_EXERCISE_: The word "stream": say how many lines of the data below contain it, and give the number alone.

Stored data:
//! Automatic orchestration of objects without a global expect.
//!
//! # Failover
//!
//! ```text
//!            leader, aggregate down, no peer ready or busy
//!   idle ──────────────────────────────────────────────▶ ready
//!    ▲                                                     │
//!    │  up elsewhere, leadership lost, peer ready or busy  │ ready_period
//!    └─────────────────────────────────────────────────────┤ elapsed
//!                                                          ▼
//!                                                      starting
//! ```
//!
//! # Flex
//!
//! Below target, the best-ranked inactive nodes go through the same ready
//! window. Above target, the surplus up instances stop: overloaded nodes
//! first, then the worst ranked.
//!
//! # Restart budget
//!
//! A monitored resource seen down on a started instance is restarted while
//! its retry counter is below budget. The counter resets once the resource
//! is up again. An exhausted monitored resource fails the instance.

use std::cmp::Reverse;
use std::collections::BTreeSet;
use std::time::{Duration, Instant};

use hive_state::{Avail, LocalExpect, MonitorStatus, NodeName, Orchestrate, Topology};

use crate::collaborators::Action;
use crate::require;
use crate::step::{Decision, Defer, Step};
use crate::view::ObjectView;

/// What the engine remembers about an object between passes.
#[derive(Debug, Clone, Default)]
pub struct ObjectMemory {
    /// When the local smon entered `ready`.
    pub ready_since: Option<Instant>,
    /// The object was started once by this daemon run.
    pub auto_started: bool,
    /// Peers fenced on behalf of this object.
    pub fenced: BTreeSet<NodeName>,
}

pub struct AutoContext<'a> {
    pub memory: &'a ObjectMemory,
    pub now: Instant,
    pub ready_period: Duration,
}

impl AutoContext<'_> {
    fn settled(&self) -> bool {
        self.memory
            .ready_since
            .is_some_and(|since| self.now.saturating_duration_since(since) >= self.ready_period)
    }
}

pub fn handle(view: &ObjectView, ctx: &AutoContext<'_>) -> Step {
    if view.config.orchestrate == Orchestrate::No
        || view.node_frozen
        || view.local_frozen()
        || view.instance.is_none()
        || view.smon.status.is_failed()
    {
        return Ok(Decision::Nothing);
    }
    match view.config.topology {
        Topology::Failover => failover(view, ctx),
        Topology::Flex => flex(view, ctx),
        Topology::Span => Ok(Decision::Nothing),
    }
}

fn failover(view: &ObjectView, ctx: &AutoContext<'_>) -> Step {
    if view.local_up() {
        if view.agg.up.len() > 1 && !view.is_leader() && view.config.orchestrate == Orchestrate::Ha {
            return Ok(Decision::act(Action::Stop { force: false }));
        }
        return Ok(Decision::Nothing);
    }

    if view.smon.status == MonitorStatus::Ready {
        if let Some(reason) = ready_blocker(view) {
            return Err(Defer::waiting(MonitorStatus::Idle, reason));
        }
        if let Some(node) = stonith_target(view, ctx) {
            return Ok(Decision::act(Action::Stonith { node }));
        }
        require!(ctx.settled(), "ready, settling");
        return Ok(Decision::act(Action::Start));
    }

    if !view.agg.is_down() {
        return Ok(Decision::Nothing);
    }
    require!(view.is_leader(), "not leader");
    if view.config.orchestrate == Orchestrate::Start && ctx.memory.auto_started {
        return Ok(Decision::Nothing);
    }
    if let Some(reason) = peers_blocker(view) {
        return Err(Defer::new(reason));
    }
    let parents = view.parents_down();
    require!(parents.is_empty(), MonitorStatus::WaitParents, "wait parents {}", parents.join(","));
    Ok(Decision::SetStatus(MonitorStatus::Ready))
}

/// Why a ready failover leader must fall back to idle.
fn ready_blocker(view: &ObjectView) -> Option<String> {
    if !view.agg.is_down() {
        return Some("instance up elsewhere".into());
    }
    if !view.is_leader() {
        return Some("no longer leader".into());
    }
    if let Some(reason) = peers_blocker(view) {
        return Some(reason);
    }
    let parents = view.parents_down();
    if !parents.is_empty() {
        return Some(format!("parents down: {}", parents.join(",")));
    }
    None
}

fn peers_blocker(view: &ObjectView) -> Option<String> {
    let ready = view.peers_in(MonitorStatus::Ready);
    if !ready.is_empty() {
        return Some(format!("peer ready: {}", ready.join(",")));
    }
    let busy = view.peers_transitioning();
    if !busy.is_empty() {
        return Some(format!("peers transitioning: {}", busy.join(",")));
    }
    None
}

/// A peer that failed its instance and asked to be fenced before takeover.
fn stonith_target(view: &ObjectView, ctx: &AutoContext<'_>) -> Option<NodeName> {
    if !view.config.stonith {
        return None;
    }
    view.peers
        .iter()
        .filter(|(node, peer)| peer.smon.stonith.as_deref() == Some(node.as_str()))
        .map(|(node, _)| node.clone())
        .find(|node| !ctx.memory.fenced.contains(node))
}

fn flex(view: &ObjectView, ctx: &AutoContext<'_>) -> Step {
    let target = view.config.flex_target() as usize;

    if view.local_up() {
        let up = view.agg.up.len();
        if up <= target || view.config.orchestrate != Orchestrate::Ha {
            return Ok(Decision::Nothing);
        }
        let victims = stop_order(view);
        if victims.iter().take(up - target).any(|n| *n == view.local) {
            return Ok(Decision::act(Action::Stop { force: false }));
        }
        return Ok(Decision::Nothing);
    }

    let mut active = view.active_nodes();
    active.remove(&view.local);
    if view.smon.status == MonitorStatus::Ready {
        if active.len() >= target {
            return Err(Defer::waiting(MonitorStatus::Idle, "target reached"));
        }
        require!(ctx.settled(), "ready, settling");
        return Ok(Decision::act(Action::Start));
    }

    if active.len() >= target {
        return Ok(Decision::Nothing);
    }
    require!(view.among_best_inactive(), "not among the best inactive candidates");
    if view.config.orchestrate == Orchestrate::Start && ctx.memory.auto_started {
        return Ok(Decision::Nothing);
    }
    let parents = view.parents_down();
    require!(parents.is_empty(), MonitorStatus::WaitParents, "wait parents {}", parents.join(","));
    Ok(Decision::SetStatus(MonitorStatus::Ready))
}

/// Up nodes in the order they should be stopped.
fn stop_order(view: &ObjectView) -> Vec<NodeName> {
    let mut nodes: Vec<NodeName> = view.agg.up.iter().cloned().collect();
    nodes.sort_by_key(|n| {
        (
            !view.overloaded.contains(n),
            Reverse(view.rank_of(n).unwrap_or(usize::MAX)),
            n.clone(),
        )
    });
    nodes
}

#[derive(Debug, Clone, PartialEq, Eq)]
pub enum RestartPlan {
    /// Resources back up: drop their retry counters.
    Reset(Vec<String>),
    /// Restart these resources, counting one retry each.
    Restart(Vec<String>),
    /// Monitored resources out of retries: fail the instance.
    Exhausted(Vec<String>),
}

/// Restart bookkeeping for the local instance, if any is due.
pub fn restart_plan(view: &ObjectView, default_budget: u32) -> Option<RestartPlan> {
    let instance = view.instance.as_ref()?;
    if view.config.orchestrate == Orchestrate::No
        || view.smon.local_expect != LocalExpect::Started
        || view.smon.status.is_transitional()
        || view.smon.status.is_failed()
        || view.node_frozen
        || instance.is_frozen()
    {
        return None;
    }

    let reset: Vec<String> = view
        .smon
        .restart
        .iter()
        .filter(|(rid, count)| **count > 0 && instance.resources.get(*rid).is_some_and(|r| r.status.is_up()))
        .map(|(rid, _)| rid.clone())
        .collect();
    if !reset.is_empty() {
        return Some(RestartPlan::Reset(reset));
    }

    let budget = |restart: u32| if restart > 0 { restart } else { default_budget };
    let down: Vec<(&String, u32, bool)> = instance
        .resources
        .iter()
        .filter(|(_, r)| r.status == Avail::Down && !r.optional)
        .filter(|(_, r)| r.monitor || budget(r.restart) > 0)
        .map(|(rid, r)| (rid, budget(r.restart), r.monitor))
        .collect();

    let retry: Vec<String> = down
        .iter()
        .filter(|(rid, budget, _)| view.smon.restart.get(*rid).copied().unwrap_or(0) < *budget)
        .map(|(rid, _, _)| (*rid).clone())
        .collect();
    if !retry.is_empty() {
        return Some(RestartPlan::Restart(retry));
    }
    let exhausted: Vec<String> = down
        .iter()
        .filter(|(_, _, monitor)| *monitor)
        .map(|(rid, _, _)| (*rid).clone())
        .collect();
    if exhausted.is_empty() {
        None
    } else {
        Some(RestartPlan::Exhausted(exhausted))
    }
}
* * *
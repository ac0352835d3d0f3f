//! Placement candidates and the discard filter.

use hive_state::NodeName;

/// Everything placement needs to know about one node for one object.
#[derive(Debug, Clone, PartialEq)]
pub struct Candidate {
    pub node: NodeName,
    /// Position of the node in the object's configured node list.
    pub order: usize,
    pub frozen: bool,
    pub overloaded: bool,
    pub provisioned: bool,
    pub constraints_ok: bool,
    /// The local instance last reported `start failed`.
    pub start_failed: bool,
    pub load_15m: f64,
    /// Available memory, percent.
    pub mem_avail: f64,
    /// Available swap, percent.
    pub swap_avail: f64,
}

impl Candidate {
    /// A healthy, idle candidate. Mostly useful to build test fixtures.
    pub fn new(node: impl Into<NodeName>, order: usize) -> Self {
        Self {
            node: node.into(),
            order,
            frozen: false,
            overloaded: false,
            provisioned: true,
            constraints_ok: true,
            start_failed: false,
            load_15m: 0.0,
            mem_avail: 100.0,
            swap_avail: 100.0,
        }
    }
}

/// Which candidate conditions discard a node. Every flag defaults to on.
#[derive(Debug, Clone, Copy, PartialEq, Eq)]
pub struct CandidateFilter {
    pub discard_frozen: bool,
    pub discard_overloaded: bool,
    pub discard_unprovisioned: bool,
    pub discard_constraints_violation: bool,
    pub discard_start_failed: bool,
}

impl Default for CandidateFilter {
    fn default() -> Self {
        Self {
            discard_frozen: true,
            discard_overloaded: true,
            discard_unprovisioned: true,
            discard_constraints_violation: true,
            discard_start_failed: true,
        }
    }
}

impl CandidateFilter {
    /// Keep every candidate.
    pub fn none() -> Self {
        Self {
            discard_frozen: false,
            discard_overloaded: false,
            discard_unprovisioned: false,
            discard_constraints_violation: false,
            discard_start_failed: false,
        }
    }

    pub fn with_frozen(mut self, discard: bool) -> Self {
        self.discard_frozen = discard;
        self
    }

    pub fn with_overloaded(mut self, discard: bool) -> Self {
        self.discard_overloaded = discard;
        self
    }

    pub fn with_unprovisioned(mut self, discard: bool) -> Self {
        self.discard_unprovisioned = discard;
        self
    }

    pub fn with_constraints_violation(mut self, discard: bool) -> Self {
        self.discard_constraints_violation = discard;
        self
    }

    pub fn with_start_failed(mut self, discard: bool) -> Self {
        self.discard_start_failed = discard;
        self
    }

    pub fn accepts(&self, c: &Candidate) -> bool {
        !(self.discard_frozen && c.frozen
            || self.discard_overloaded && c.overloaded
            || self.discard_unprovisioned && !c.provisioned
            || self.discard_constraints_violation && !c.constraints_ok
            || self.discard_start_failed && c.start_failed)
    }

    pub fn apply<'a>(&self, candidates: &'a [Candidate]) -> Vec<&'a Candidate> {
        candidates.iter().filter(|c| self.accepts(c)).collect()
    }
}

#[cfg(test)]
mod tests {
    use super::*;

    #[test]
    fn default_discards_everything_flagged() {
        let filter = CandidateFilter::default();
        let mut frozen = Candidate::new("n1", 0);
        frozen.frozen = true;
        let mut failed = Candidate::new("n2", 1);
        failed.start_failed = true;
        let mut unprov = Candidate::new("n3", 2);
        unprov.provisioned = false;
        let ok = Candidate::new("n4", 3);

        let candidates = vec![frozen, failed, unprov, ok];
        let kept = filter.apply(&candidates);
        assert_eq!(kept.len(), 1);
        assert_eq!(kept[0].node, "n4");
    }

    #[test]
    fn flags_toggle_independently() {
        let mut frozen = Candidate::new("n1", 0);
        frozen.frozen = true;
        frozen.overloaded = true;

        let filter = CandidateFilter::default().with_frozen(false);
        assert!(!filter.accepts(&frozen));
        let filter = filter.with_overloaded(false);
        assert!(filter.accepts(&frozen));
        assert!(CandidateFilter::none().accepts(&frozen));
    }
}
--
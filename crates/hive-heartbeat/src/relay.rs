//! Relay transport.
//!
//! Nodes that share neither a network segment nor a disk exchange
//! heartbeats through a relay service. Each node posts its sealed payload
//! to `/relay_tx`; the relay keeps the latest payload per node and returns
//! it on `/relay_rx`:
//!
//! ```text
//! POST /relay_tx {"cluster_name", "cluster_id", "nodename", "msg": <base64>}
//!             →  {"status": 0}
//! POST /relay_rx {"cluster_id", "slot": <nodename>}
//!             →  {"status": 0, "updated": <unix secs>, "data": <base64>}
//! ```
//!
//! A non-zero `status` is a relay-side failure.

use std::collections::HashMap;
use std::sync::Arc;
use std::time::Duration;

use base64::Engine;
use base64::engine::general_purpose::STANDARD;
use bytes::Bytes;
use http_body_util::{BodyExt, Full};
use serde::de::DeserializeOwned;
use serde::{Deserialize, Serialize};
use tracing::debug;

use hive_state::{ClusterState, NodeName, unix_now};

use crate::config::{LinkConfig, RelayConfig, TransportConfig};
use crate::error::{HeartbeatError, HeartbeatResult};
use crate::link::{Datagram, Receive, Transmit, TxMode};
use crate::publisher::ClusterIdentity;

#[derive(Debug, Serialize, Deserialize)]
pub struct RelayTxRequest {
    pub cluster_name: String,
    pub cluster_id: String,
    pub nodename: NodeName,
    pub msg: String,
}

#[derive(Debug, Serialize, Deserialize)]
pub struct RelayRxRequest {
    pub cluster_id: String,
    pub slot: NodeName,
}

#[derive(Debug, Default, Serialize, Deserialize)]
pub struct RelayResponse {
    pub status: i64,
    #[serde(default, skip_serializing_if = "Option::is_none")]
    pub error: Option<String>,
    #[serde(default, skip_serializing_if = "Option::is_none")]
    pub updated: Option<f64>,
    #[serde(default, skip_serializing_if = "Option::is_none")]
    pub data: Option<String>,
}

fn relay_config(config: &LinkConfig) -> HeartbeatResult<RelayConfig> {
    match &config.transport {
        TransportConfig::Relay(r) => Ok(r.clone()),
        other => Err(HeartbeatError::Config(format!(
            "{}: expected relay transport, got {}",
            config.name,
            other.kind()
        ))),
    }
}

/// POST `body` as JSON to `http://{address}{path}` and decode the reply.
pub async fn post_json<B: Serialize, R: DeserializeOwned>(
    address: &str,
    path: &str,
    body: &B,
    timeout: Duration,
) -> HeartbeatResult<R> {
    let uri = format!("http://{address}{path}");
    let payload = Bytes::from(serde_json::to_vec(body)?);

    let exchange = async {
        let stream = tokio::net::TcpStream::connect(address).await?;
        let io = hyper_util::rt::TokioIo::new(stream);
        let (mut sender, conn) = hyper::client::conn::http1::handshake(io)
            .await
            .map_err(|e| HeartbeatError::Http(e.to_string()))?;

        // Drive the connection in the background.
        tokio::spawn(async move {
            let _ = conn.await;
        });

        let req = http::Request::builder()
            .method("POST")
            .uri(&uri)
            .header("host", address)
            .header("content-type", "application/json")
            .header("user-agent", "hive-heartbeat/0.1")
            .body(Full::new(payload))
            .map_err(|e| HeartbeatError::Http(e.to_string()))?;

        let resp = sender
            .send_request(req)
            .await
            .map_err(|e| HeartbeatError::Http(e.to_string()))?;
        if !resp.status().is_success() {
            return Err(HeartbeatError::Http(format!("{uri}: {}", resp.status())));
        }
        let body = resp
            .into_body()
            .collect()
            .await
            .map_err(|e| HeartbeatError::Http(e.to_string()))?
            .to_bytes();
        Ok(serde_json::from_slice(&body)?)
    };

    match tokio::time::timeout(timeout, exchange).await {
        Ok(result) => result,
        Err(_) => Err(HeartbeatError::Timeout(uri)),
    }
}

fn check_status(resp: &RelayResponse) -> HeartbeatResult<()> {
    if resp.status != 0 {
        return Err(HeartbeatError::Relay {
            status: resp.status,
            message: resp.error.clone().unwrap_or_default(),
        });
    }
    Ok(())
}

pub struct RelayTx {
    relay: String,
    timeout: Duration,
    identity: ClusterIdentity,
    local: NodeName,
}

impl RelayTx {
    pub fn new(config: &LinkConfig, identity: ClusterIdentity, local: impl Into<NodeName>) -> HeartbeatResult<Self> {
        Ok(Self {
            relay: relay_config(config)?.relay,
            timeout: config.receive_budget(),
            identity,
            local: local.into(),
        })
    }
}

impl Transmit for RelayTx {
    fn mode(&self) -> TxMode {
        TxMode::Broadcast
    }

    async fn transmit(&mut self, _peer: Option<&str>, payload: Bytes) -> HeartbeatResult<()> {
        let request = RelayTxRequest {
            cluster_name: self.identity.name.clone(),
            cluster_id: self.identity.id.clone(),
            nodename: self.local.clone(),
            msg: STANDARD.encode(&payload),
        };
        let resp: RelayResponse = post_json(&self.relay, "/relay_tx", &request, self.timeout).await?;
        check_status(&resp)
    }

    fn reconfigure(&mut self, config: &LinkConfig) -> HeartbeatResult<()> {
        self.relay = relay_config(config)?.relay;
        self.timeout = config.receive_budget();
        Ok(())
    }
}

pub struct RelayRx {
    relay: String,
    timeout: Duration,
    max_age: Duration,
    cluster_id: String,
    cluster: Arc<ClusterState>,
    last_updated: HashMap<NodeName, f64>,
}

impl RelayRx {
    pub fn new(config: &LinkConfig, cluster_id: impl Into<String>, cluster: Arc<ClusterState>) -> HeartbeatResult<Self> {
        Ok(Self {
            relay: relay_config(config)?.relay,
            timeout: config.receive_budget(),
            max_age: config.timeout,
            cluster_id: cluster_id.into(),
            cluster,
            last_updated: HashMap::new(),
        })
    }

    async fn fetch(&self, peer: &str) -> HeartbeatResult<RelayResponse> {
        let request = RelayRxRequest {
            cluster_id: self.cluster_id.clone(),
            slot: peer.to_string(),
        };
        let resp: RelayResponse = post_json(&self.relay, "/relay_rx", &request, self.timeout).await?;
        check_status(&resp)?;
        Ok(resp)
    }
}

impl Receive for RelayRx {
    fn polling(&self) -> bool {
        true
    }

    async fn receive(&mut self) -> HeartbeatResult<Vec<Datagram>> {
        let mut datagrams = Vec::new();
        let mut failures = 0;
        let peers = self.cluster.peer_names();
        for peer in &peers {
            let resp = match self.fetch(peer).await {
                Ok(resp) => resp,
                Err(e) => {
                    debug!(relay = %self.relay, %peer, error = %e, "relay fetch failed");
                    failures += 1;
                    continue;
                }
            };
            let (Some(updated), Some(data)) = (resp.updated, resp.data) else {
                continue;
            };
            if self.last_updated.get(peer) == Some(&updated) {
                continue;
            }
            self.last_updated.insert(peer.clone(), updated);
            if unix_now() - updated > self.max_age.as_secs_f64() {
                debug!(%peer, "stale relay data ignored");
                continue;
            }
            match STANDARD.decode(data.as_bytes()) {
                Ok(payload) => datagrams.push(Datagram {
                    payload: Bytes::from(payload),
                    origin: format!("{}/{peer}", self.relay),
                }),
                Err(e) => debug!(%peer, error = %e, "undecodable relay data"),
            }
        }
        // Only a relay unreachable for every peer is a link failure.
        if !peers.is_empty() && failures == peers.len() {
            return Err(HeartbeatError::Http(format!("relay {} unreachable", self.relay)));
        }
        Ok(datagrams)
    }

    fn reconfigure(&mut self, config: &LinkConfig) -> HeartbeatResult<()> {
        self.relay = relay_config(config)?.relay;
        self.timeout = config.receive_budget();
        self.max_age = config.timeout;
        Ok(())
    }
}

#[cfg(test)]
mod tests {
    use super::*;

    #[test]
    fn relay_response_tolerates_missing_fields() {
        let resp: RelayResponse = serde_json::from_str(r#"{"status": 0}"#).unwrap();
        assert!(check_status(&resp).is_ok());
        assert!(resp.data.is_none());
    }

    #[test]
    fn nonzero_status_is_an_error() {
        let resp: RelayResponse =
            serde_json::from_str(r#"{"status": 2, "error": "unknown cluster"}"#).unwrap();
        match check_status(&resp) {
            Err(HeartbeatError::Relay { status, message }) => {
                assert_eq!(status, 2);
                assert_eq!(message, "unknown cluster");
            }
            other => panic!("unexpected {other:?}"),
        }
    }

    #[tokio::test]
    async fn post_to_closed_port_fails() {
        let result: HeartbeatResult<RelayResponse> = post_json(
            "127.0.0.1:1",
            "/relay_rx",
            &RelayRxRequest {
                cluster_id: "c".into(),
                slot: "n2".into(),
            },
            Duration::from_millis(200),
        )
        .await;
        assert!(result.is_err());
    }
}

_OUTPUT BELOW_: 2